This article shows how response times improved after upgrading to a new dedicated web server with solid-state drives and faster processors. With the increased load due to our free Web Page Analyzer, we realized that a different server configuration may be necessary. We first benchmarked our current server to establish a baseline. Then we tested a faster server to see the improvement in response times. After the upgrade, the web server tested 35% faster. In a future article, we'll look at moving the resource hungry analyzer tool to a separate server to improve performance for the WebsiteOptimization.com website.
The free Web Page Analyzer tool we provide has become popular (see Figure 1). In fact, it has become so popular that the traffic and load caused by the analyzer have started to effect the response times of the rest of the site. As the average web page has grown over the years, the analyzer finds itself working harder, dealing with larger and more complex pages. The size of the average web page has more than tripled in the last five years, and the number of objects has nearly doubled. The tool is used hundreds of thousands of times each month, grabbing and analyzing web pages for users testing sites. All of these analyses of growing web pages add up to many HTTP requests. The tool provides some side benefits for WSO, giving us leads and links, but it comes at a price since it is currently hosted on the same server as the site proper.
While we've updated the software of the analyzer over the years to improve performance (moving from Perl to PHP for example), this hardware upgrade focused on improving the performance of our dedicated server. We'll address the software updates, such as CAPTCHA and throttling, that we added in a future tweak.
The goal with this upgrade was to improve the response times of both the site and the web page analyzer tool. In our previous tests we found that the large number of requests required to grab and analyze web pages was memory and processor intensive. Before upgrading, our server had the following specifications:
Intel P4 3.0 Ghz Dual
6 GB RAM
2x160 GB SATAII Harddrives in Raid 0+1
100 Mbps NIC.
Enterprise Linux 4
Some users were reporting slow response times when using the tool during peak hours. We benchmarked the tool using Pylot, which gave the response time results shown below (see Figure 2).
Figure 2 shows the results from Pylot load testing the site by ramping up responses per second and agents. The response time averaged 17.97 seconds, and once ramped up to 2 or more requests per second the response time averaged about 47 seconds! This jibed with our other tests of the Web Page Analyzer during higher loads, the response time would average 30-40 seconds to return results. Figure 3 shows the corresponding throughput for the initial benchmark test of the old server.

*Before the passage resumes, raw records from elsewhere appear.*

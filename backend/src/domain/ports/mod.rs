//! Domain ports and supporting types for the hexagonal boundary.
//!
//! Driven ports (`AssetStore`, `HotelRepository`, `EventPublisher`,
//! `TokenVerifier`) are implemented by outbound adapters. The driving port
//! (`HotelCreationService`) is consumed by inbound adapters.

mod macros;
pub(crate) use macros::define_port_error;

mod asset_store;
mod event_publisher;
mod hotel_creation;
mod hotel_repository;
mod token_verifier;

#[cfg(test)]
pub use asset_store::MockAssetStore;
pub use asset_store::{AssetReference, AssetStore, AssetStoreError};
#[cfg(test)]
pub use event_publisher::MockEventPublisher;
pub use event_publisher::{EventPublishError, EventPublisher};
#[cfg(test)]
pub use hotel_creation::MockHotelCreationService;
pub use hotel_creation::{
    Attachment, CreateHotelRequest, CreatedHotel, HotelCreationService, HotelFormFields,
};
#[cfg(test)]
pub use hotel_repository::MockHotelRepository;
pub use hotel_repository::{HotelRepository, HotelRepositoryError};
#[cfg(test)]
pub use token_verifier::MockTokenVerifier;
pub use token_verifier::{GatewayVerified, TokenVerificationError, TokenVerifier};
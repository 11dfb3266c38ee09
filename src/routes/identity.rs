//! Request identity
//!
//! Authentication happens in front of this service. The authenticating proxy
//! forwards the user id in [`USER_ID_HEADER`] and the bearer token for admin
//! access in `Authorization`.

use async_trait::async_trait;
use axum::extract::FromRequestParts;
use axum::http::header::AUTHORIZATION;
use axum::http::request::Parts;
use axum::http::StatusCode;

use crate::AppState;

use super::ApiError;

pub const USER_ID_HEADER: &str = "x-user-id";

/// The authenticated user making the request
#[derive(Debug, Clone, Copy, PartialEq, Eq)]
pub struct UserId(pub i64);

#[async_trait]
impl<S> FromRequestParts<S> for UserId
where
    S: Send + Sync,
{
    type Rejection = ApiError;

    async fn from_request_parts(parts: &mut Parts, _state: &S) -> Result<Self, Self::Rejection> {
        let value = parts
            .headers
            .get(USER_ID_HEADER)
            .ok_or_else(|| ApiError::new(StatusCode::UNAUTHORIZED, "Authentication required"))?;

        value
            .to_str()
            .ok()
            .and_then(|v| v.trim().parse::<i64>().ok())
            .filter(|id| *id > 0)
            .map(UserId)
            .ok_or_else(|| ApiError::new(StatusCode::UNAUTHORIZED, "Invalid user identity"))
    }
}

/// Caller presented the configured admin token
#[derive(Debug, Clone, Copy)]
pub struct Admin;

#[async_trait]
impl FromRequestParts<AppState> for Admin {
    type Rejection = ApiError;

    async fn from_request_parts(
        parts: &mut Parts,
        state: &AppState,
    ) -> Result<Self, Self::Rejection> {
        // Admin is switched off entirely without a token
        let Some(expected) = state.config.admin_token.as_deref() else {
            return Err(ApiError::new(StatusCode::NOT_FOUND, "Not found"));
        };

        let presented = parts
            .headers
            .get(AUTHORIZATION)
            .and_then(|v| v.to_str().ok())
            .and_then(|v| v.strip_prefix("Bearer "));

        match presented {
            Some(token) if token == expected => Ok(Admin),
            _ => Err(ApiError::new(
                StatusCode::UNAUTHORIZED,
                "Access denied. Admin privileges required.",
            )),
        }
    }
}
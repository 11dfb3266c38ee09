//! SQLite connection setup shared by the message log and the session store

use std::path::Path;
use std::str::FromStr;

use sqlx::sqlite::{SqliteConnectOptions, SqlitePool, SqlitePoolOptions};

use crate::conversation::UnknownStage;

/// Errors from the persistence layer
#[derive(Debug, thiserror::Error)]
pub enum StoreError {
    #[error("Database error: {0}")]
    Database(#[from] sqlx::Error),

    #[error("Corrupt conversation state for user {user_id}: {source}")]
    CorruptState {
        user_id: i64,
        #[source]
        source: UnknownStage,
    },

    #[error("Corrupt chat message {id}: {reason}")]
    CorruptMessage { id: i64, reason: String },
}

/// Open (creating if needed) the database file at `db_path`
pub async fn open(db_path: &Path) -> Result<SqlitePool, sqlx::Error> {
    // Create parent directories if they don't exist
    if let Some(parent) = db_path.parent() {
        std::fs::create_dir_all(parent).ok();
    }

    let options = SqliteConnectOptions::from_str(&format!("sqlite:{}", db_path.display()))?
        .create_if_missing(true);

    SqlitePoolOptions::new()
        .max_connections(5)
        .connect_with(options)
        .await
}

/// Private in-memory database for tests.
///
/// Every SQLite `:memory:` connection is its own database, so the pool is
/// capped at one connection.
#[cfg(test)]
pub async fn open_in_memory() -> Result<SqlitePool, sqlx::Error> {
    SqlitePoolOptions::new()
        .max_connections(1)
        .connect("sqlite::memory:")
        .await
}
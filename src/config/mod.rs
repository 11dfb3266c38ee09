//! Application configuration

pub mod prompts;

use std::env;
use std::path::PathBuf;

use serde::{Deserialize, Serialize};

pub use prompts::PromptTemplate;

#[derive(Debug, Clone, Serialize, Deserialize)]
pub struct Config {
    pub host: String,
    pub port: u16,
    /// Directory holding the SQLite database
    pub data_dir: PathBuf,
    /// "gemini", "openai" or "ollama"
    pub llm_provider: String,
    /// Model override; each provider has its own default
    pub llm_model: Option<String>,
    pub llm_timeout_secs: u64,
    pub google_api_key: Option<String>,
    pub openai_api_key: Option<String>,
    pub openai_base_url: Option<String>,
    pub ollama_url: Option<String>,
    /// TOML file replacing the builtin medical prompt
    pub prompt_file: Option<PathBuf>,
    /// Bearer token for the admin endpoints; admin is disabled when unset
    pub admin_token: Option<String>,
}

/// Configuration errors
#[derive(Debug, thiserror::Error)]
pub enum ConfigError {
    #[error("Invalid value for {key}: {value:?}")]
    InvalidValue { key: &'static str, value: String },
}

impl Config {
    pub fn from_env() -> Result<Self, ConfigError> {
        Self::from_lookup(|key| env::var(key).ok())
    }

    /// Build the configuration from any key/value source.
    /// Empty values count as unset.
    pub fn from_lookup(lookup: impl Fn(&str) -> Option<String>) -> Result<Self, ConfigError> {
        let get = |key: &str| lookup(key).filter(|v| !v.trim().is_empty());

        Ok(Self {
            host: get("HOST").unwrap_or_else(|| "127.0.0.1".into()),
            port: parse_or("PORT", get("PORT"), 5000)?,
            data_dir: get("MEDBOT_DATA_DIR")
                .map(PathBuf::from)
                .unwrap_or_else(|| PathBuf::from("./data")),
            llm_provider: get("MEDBOT_LLM_PROVIDER")
                .map(|p| p.to_lowercase())
                .unwrap_or_else(|| "gemini".into()),
            llm_model: get("MEDBOT_MODEL"),
            llm_timeout_secs: parse_or("MEDBOT_LLM_TIMEOUT_SECS", get("MEDBOT_LLM_TIMEOUT_SECS"), 60)?,
            google_api_key: get("GOOGLE_API_KEY"),
            openai_api_key: get("OPENAI_API_KEY"),
            openai_base_url: get("OPENAI_BASE_URL"),
            ollama_url: get("OLLAMA_URL"),
            prompt_file: get("MEDBOT_PROMPT_FILE").map(PathBuf::from),
            admin_token: get("MEDBOT_ADMIN_TOKEN"),
        })
    }

    pub fn database_path(&self) -> PathBuf {
        self.data_dir.join("medbot.db")
    }
}

fn parse_or<T: std::str::FromStr>(
    key: &'static str,
    value: Option<String>,
    default: T,
) -> Result<T, ConfigError> {
    match value {
        Some(v) => v
            .trim()
            .parse()
            .map_err(|_| ConfigError::InvalidValue { key, value: v }),
        None => Ok(default),
    }
}
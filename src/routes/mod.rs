//! API routes

mod admin;
mod identity;

use axum::{
    extract::{rejection::JsonRejection, State},
    http::StatusCode,
    response::{IntoResponse, Json, Response},
    routing::{get, post},
    Router,
};
use serde::{Deserialize, Serialize};

use crate::conversation::{ConversationState, Stage};
use crate::core::IntakeError;
use crate::AppState;

pub use identity::{Admin, UserId};

/// JSON error body: `{"error": "..."}`
#[derive(Debug)]
pub struct ApiError {
    status: StatusCode,
    message: String,
}

impl ApiError {
    pub fn new(status: StatusCode, message: impl Into<String>) -> Self {
        Self {
            status,
            message: message.into(),
        }
    }

    /// Map an engine error; `context` is the client-facing text for
    /// server-side failures, which are logged but not detailed to the client
    fn from_intake(err: IntakeError, context: &str) -> Self {
        match err {
            IntakeError::EmptyMessage => {
                Self::new(StatusCode::BAD_REQUEST, "Message cannot be empty")
            }
            IntakeError::Store(e) => {
                tracing::error!(error = %e, "{}", context);
                Self::new(StatusCode::INTERNAL_SERVER_ERROR, context)
            }
        }
    }
}

impl From<JsonRejection> for ApiError {
    fn from(rejection: JsonRejection) -> Self {
        Self::new(rejection.status(), rejection.body_text())
    }
}

#[derive(Debug, Serialize)]
struct ErrorBody {
    error: String,
}

impl IntoResponse for ApiError {
    fn into_response(self) -> Response {
        (
            self.status,
            Json(ErrorBody {
                error: self.message,
            }),
        )
            .into_response()
    }
}

#[derive(Debug, Serialize)]
struct HealthResponse {
    status: &'static str,
    version: &'static str,
    ai_configured: bool,
}

#[derive(Debug, Deserialize)]
pub struct ChatRequest {
    #[serde(default)]
    pub message: String,
}

#[derive(Debug, Serialize)]
pub struct ChatResponse {
    pub response: String,
    pub stage: Stage,
}

#[derive(Debug, Serialize)]
pub struct HistoryEntry {
    pub message: String,
    pub is_bot: bool,
    pub timestamp: String,
    pub stage: Stage,
}

#[derive(Debug, Serialize)]
struct ResetResponse {
    message: &'static str,
}

async fn health(State(state): State<AppState>) -> Json<HealthResponse> {
    Json(HealthResponse {
        status: "ok",
        version: env!("CARGO_PKG_VERSION"),
        ai_configured: state.intake.has_responder(),
    })
}

async fn chat(
    State(state): State<AppState>,
    UserId(user_id): UserId,
    request: Result<Json<ChatRequest>, JsonRejection>,
) -> Result<Json<ChatResponse>, ApiError> {
    let Json(request) = request?;
    if request.message.trim().is_empty() {
        return Err(ApiError::new(StatusCode::BAD_REQUEST, "Message cannot be empty"));
    }

    let turn = state
        .intake
        .process(user_id, &request.message)
        .await
        .map_err(|e| ApiError::from_intake(e, "An error occurred processing your message"))?;

    Ok(Json(ChatResponse {
        response: turn.reply().to_string(),
        stage: turn.stage(),
    }))
}

async fn history(
    State(state): State<AppState>,
    UserId(user_id): UserId,
) -> Result<Json<Vec<HistoryEntry>>, ApiError> {
    let messages = state
        .intake
        .history(user_id)
        .await
        .map_err(|e| ApiError::from_intake(e, "Failed to load chat history"))?;

    Ok(Json(
        messages
            .into_iter()
            .map(|stored| HistoryEntry {
                message: stored.message.text,
                is_bot: stored.message.is_bot,
                timestamp: stored.message.timestamp.to_rfc3339(),
                stage: stored.message.stage,
            })
            .collect(),
    ))
}

async fn reset(
    State(state): State<AppState>,
    UserId(user_id): UserId,
) -> Result<Json<ResetResponse>, ApiError> {
    state
        .intake
        .reset(user_id)
        .await
        .map_err(|e| ApiError::from_intake(e, "Failed to reset chat"))?;

    Ok(Json(ResetResponse {
        message: "Chat reset successfully",
    }))
}

async fn conversation_state(
    State(state): State<AppState>,
    UserId(user_id): UserId,
) -> Result<Json<ConversationState>, ApiError> {
    state
        .intake
        .state(user_id)
        .await
        .map(Json)
        .map_err(|e| ApiError::from_intake(e, "Failed to load chat state"))
}

pub fn router() -> Router<AppState> {
    Router::new()
        .route("/health", get(health))
        .route("/api/chat", post(chat))
        .route("/api/chat/history", get(history))
        .route("/api/chat/reset", post(reset))
        .route("/api/chat/state", get(conversation_state))
        .merge(admin::router())
}


#[cfg(test)]
mod tests {
    use super::identity::USER_ID_HEADER;
    use super::test_support::*;
    use super::*;
    use crate::core::db;
    use axum::body::Body;
    use axum::http::Request;

    fn post_raw(body: &str) -> Request<Body> {
        Request::builder()
            .method("POST")
            .uri("/api/chat")
            .header("content-type", "application/json")
            .header(USER_ID_HEADER, "1")
            .body(Body::from(body.to_string()))
            .unwrap()
    }

    #[tokio::test]
    async fn test_health() {
        let app = app(None).await;
        let request = Request::builder().uri("/health").body(Body::empty()).unwrap();

        let (status, body) = send(&app, request).await;
        assert_eq!(status, StatusCode::OK);
        assert_eq!(body["status"], "ok");
        assert_eq!(body["ai_configured"], false);
    }

    #[tokio::test]
    async fn test_chat_walks_the_intake() {
        let app = app(None).await;

        let (status, body) = send(&app, post_chat(1, "Alice")).await;
        assert_eq!(status, StatusCode::OK);
        assert_eq!(body["response"], "Nice to meet you, Alice! What is your age?");
        assert_eq!(body["stage"], "age");

        let (_, body) = send(&app, post_chat(1, "thirty")).await;
        assert_eq!(body["response"], "Please enter a valid age (numbers only).");
        assert_eq!(body["stage"], "age");

        let (_, body) = send(&app, post_chat(1, "30")).await;
        assert_eq!(body["stage"], "medical_history");

        let (_, body) = send(&app, post_chat(1, "none")).await;
        assert_eq!(body["stage"], "free_form");

        let (status, body) = send(&app, post_chat(1, "I have a headache")).await;
        assert_eq!(status, StatusCode::OK);
        assert_eq!(
            body["response"],
            "I'm sorry, but the AI service is currently unavailable. Please try again later."
        );
        assert_eq!(body["stage"], "free_form");
    }

    #[tokio::test]
    async fn test_empty_message_is_rejected() {
        let app = app(None).await;

        let (status, body) = send(&app, post_chat(1, "   ")).await;
        assert_eq!(status, StatusCode::BAD_REQUEST);
        assert_eq!(body["error"], "Message cannot be empty");

        let (_, history) = send(&app, get_as(1, "/api/chat/history")).await;
        assert_eq!(history.as_array().unwrap().len(), 0);
    }

    #[tokio::test]
    async fn test_missing_identity() {
        let app = app(None).await;
        let request = Request::builder()
            .method("POST")
            .uri("/api/chat")
            .header("content-type", "application/json")
            .body(Body::from(r#"{"message":"Alice"}"#))
            .unwrap();

        let (status, body) = send(&app, request).await;
        assert_eq!(status, StatusCode::UNAUTHORIZED);
        assert_eq!(body["error"], "Authentication required");

        let (status, _) = send(&app, get_as(-3, "/api/chat/history")).await;
        assert_eq!(status, StatusCode::UNAUTHORIZED);
    }

    #[tokio::test]
    async fn test_history_and_reset() {
        let app = app(None).await;
        send(&app, post_chat(9, "Alice")).await;
        send(&app, post_chat(9, "41")).await;

        let (status, history) = send(&app, get_as(9, "/api/chat/history")).await;
        assert_eq!(status, StatusCode::OK);
        let entries = history.as_array().unwrap();
        assert_eq!(entries.len(), 4);
        assert_eq!(entries[0]["message"], "Alice");
        assert_eq!(entries[0]["is_bot"], false);
        assert_eq!(entries[0]["stage"], "name");
        assert_eq!(entries[1]["is_bot"], true);
        assert_eq!(entries[1]["stage"], "name");
        assert_eq!(entries[3]["stage"], "age");
        assert!(entries[0]["timestamp"].is_string());

        let reset = Request::builder()
            .method("POST")
            .uri("/api/chat/reset")
            .header(USER_ID_HEADER, "9")
            .body(Body::empty())
            .unwrap();
        let (status, body) = send(&app, reset).await;
        assert_eq!(status, StatusCode::OK);
        assert_eq!(body["message"], "Chat reset successfully");

        let (_, state) = send(&app, get_as(9, "/api/chat/state")).await;
        assert_eq!(state["stage"], "name");
        assert!(state["name"].is_null());
        assert!(state["age"].is_null());

        let (_, history) = send(&app, get_as(9, "/api/chat/history")).await;
        assert_eq!(history.as_array().unwrap().len(), 4);
    }

    #[tokio::test]
    async fn test_bad_json_gets_error_body() {
        let app = app(None).await;

        let (status, body) = send(&app, post_raw(r#"{"message": 5}"#)).await;
        assert_eq!(status, StatusCode::UNPROCESSABLE_ENTITY);
        assert!(body["error"].is_string());

        let (status, body) = send(&app, post_raw("{not json")).await;
        assert_eq!(status, StatusCode::BAD_REQUEST);
        assert!(body["error"].is_string());

        let (_, history) = send(&app, get_as(1, "/api/chat/history")).await;
        assert_eq!(history.as_array().unwrap().len(), 0);
    }

    #[tokio::test]
    async fn test_store_failure_is_a_server_error() {
        let pool = db::open_in_memory().await.unwrap();
        let app = app_on(pool.clone(), None).await;
        sqlx::query(
            "CREATE TRIGGER reject_messages BEFORE INSERT ON chat_messages \
             BEGIN SELECT RAISE(ABORT, 'disk full'); END",
        )
        .execute(&pool)
        .await
        .unwrap();

        let (status, body) = send(&app, post_chat(1, "Alice")).await;
        assert_eq!(status, StatusCode::INTERNAL_SERVER_ERROR);
        assert_eq!(body["error"], "An error occurred processing your message");

        let (_, state) = send(&app, get_as(1, "/api/chat/state")).await;
        assert_eq!(state["stage"], "name");
        assert!(state["name"].is_null());
    }
}
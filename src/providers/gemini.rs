//! Google Gemini provider (`generateContent` REST endpoint)

use std::time::Duration;

use reqwest::Client;
use serde::{Deserialize, Serialize};

use super::ProviderError;

pub const DEFAULT_MODEL: &str = "gemini-1.5-flash";

const BASE_URL: &str = "https://generativelanguage.googleapis.com/v1beta";

pub struct GeminiProvider {
    client: Client,
    base_url: String,
    api_key: String,
    model: String,
}

#[derive(Debug, Serialize)]
struct GenerateRequest {
    contents: Vec<Content>,
}

#[derive(Debug, Serialize, Deserialize)]
struct Content {
    #[serde(default, skip_serializing_if = "Option::is_none")]
    role: Option<String>,
    #[serde(default)]
    parts: Vec<Part>,
}

#[derive(Debug, Serialize, Deserialize)]
struct Part {
    #[serde(default)]
    text: Option<String>,
}

#[derive(Debug, Deserialize)]
#[serde(rename_all = "camelCase")]
struct GenerateResponse {
    #[serde(default)]
    candidates: Vec<Candidate>,
    #[serde(default)]
    prompt_feedback: Option<PromptFeedback>,
}

#[derive(Debug, Deserialize)]
struct Candidate {
    #[serde(default)]
    content: Option<Content>,
}

#[derive(Debug, Deserialize)]
#[serde(rename_all = "camelCase")]
struct PromptFeedback {
    #[serde(default)]
    block_reason: Option<String>,
}

#[derive(Debug, Deserialize)]
struct ErrorResponse {
    error: ApiError,
}

#[derive(Debug, Deserialize)]
struct ApiError {
    message: String,
}

impl GenerateResponse {
    /// Concatenated text of the first candidate
    fn into_text(self) -> Result<String, ProviderError> {
        let candidate = match self.candidates.into_iter().next() {
            Some(c) => c,
            None => {
                let reason = self
                    .prompt_feedback
                    .and_then(|f| f.block_reason)
                    .unwrap_or_else(|| "no candidates".to_string());
                return Err(ProviderError::InvalidResponse(format!(
                    "Prompt produced no candidates: {}",
                    reason
                )));
            }
        };

        let text: String = candidate
            .content
            .map(|c| c.parts.into_iter().filter_map(|p| p.text).collect())
            .unwrap_or_default();

        if text.trim().is_empty() {
            return Err(ProviderError::EmptyResponse);
        }
        Ok(text)
    }
}

impl GeminiProvider {
    pub fn new(api_key: String, model: String, timeout: Duration) -> Result<Self, ProviderError> {
        let client = Client::builder().timeout(timeout).build()?;

        Ok(Self {
            client,
            base_url: BASE_URL.to_string(),
            api_key,
            model,
        })
    }

    pub async fn complete(&self, prompt: &str) -> Result<String, ProviderError> {
        let request = GenerateRequest {
            contents: vec![Content {
                role: Some("user".to_string()),
                parts: vec![Part {
                    text: Some(prompt.to_string()),
                }],
            }],
        };

        let response = self
            .client
            .post(format!(
                "{}/models/{}:generateContent",
                self.base_url, self.model
            ))
            .header("x-goog-api-key", &self.api_key)
            .json(&request)
            .send()
            .await?;

        let status = response.status();
        let body = response.text().await?;

        if !status.is_success() {
            if let Ok(error_resp) = serde_json::from_str::<ErrorResponse>(&body) {
                return Err(ProviderError::InvalidResponse(format!(
                    "API error: {}",
                    error_resp.error.message
                )));
            }
            return Err(ProviderError::InvalidResponse(format!(
                "HTTP {}: {}",
                status, body
            )));
        }

        let generated: GenerateResponse = serde_json::from_str(&body)
            .map_err(|e| ProviderError::InvalidResponse(format!("Failed to parse response: {}", e)))?;

        generated.into_text()
    }
}
//! OpenAI-compatible provider
//!
//! Works with any API that implements the OpenAI chat completions format:
//! OpenAI itself, Groq, vLLM, LM Studio, LocalAI and similar servers.
//! Selected with `MEDBOT_LLM_PROVIDER=openai`; `OPENAI_BASE_URL` points it at
//! something other than api.openai.com.

use reqwest::Client;
use serde::{Deserialize, Serialize};

use super::ProviderError;

pub const DEFAULT_MODEL: &str = "gpt-4o-mini";

#[derive(Debug, Clone, Serialize, Deserialize)]
struct ChatMessage {
    role: String,
    content: String,
}

/// Chat completion request
#[derive(Debug, Serialize)]
struct ChatCompletionRequest {
    model: String,
    messages: Vec<ChatMessage>,
    #[serde(skip_serializing_if = "Option::is_none")]
    temperature: Option<f32>,
    #[serde(skip_serializing_if = "Option::is_none")]
    max_tokens: Option<u32>,
}

/// Chat completion response
#[derive(Debug, Deserialize)]
struct ChatCompletionResponse {
    choices: Vec<Choice>,
}

#[derive(Debug, Deserialize)]
struct Choice {
    message: ResponseMessage,
}

#[derive(Debug, Deserialize)]
struct ResponseMessage {
    #[serde(default)]
    content: Option<String>,
}

/// Error response from API
#[derive(Debug, Deserialize)]
struct ErrorResponse {
    error: ApiError,
}

#[derive(Debug, Deserialize)]
struct ApiError {
    message: String,
}

/// OpenAI-compatible provider configuration
#[derive(Debug, Clone)]
pub struct OpenAICompatConfig {
    /// Base URL for the API (e.g., https://api.openai.com/v1)
    pub base_url: String,
    /// API key (optional for local servers)
    pub api_key: Option<String>,
    /// Model to use
    pub default_model: String,
    /// Request timeout in seconds
    pub timeout_secs: u64,
}

impl OpenAICompatConfig {
    /// Create config for OpenAI
    pub fn openai(api_key: impl Into<String>) -> Self {
        Self {
            base_url: "https://api.openai.com/v1".to_string(),
            api_key: Some(api_key.into()),
            default_model: DEFAULT_MODEL.to_string(),
            timeout_secs: 120,
        }
    }

    /// Create config for a local server (vLLM, LM Studio, etc.)
    pub fn local(base_url: impl Into<String>, model: impl Into<String>) -> Self {
        Self {
            base_url: base_url.into().trim_end_matches('/').to_string(),
            api_key: None,
            default_model: model.into(),
            timeout_secs: 300, // Local inference can be slower
        }
    }
}

/// OpenAI-compatible API provider
pub struct OpenAICompatProvider {
    config: OpenAICompatConfig,
    client: Client,
}

impl OpenAICompatProvider {
    pub fn new(config: OpenAICompatConfig) -> Result<Self, ProviderError> {
        let client = Client::builder()
            .timeout(std::time::Duration::from_secs(config.timeout_secs))
            .build()?;

        Ok(Self { config, client })
    }

    pub async fn complete(&self, prompt: &str) -> Result<String, ProviderError> {
        let url = format!("{}/chat/completions", self.config.base_url);

        let request = ChatCompletionRequest {
            model: self.config.default_model.clone(),
            messages: vec![ChatMessage {
                role: "user".to_string(),
                content: prompt.to_string(),
            }],
            temperature: Some(0.7),
            max_tokens: Some(4096),
        };

        let mut req_builder = self.client.post(&url);

        if let Some(ref api_key) = self.config.api_key {
            req_builder = req_builder.header("Authorization", format!("Bearer {}", api_key));
        }

        let response = req_builder.json(&request).send().await?;

        let status = response.status();
        let body = response.text().await?;

        if !status.is_success() {
            if let Ok(error_resp) = serde_json::from_str::<ErrorResponse>(&body) {
                return Err(ProviderError::InvalidResponse(format!(
                    "API error: {}",
                    error_resp.error.message
                )));
            }
            return Err(ProviderError::InvalidResponse(format!(
                "HTTP {}: {}",
                status, body
            )));
        }

        parse_completion(&body)
    }
}

fn parse_completion(body: &str) -> Result<String, ProviderError> {
    let completion: ChatCompletionResponse = serde_json::from_str(body)
        .map_err(|e| ProviderError::InvalidResponse(format!("Failed to parse response: {}", e)))?;

    let choice = completion
        .choices
        .into_iter()
        .next()
        .ok_or_else(|| ProviderError::InvalidResponse("No choices in response".to_string()))?;

    choice.message.content.ok_or(ProviderError::EmptyResponse)
}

In an effort to improve response times we upgraded to a new server with faster processors (and more cores, from 2 to 8), faster hard drives (from ATA to solid-state drives in a RAID 1), and twice the bandwidth. The specifications of the new server were as follows:
Processor: Dual Xeon E5310 Quad Core (Clovertown)
Memory: 4GB DDR Registered ECC Hd1 RAM
Drives: Dual 32GB SSD (solid state drives) Hardware Raid 1
Hd2: 120GB 7200RPM SATA / 8MB Cache RemoteBackup
OS: Linux - CentOS 4 (+64 Bit)
This new server setup promised to be a screamer, with solid-state drives that could theoretically be orders of magnitude faster than SCSI or ATA drives for some operations. The only question was the amount of memory that went down from 6 to 4GB, but everything else had improved. The ATA drives in particular are slower to seek and deliver data as they work sequentially, not in parallel like SCSI drives can. Solid state drives are relatively new, so we chose to configure a RAID 1 of two of them, in case one failed (highly unlikely). The new sever benchmarked as follows, tested at the same time of day under similar loads (see Figure 4).
Figure 4 shows the results from Pylot load testing the new server by ramping up responses per second and agents. The response time averaged 11.87 seconds (34% faster), and once ramped up to 2 or more requests per second about 30 seconds, about 36% faster. In timed tests after the upgrade the analyzer itself ran about twice as fast when analyzing large home pages like CNN.com. The difference was not as significant for smaller pages such as Useit.com. Figure 5 shows the corresponding throughput for the initial benchmark test of the new server.
Upgrading your dedicated server can make a significant difference in response times for your website. However, the performance improvement of your site will not be linearly related to the performance improvement of your processors or hard drives.
By upgrading our server to have more and faster processors and faster hard drives, we realized about a 35% improvement in performance. Even though the drives were 10 to 100 or more times faster than normal ATA or SCSI drives for some operations and the effective number of processors grew by a factor of 4 (not to mention the clock speed) the overall performance of our site and tool grew by 35% to 50% respectively. Next, we plan on testing a separate server to host the analyzer tool to see the effects on the main website.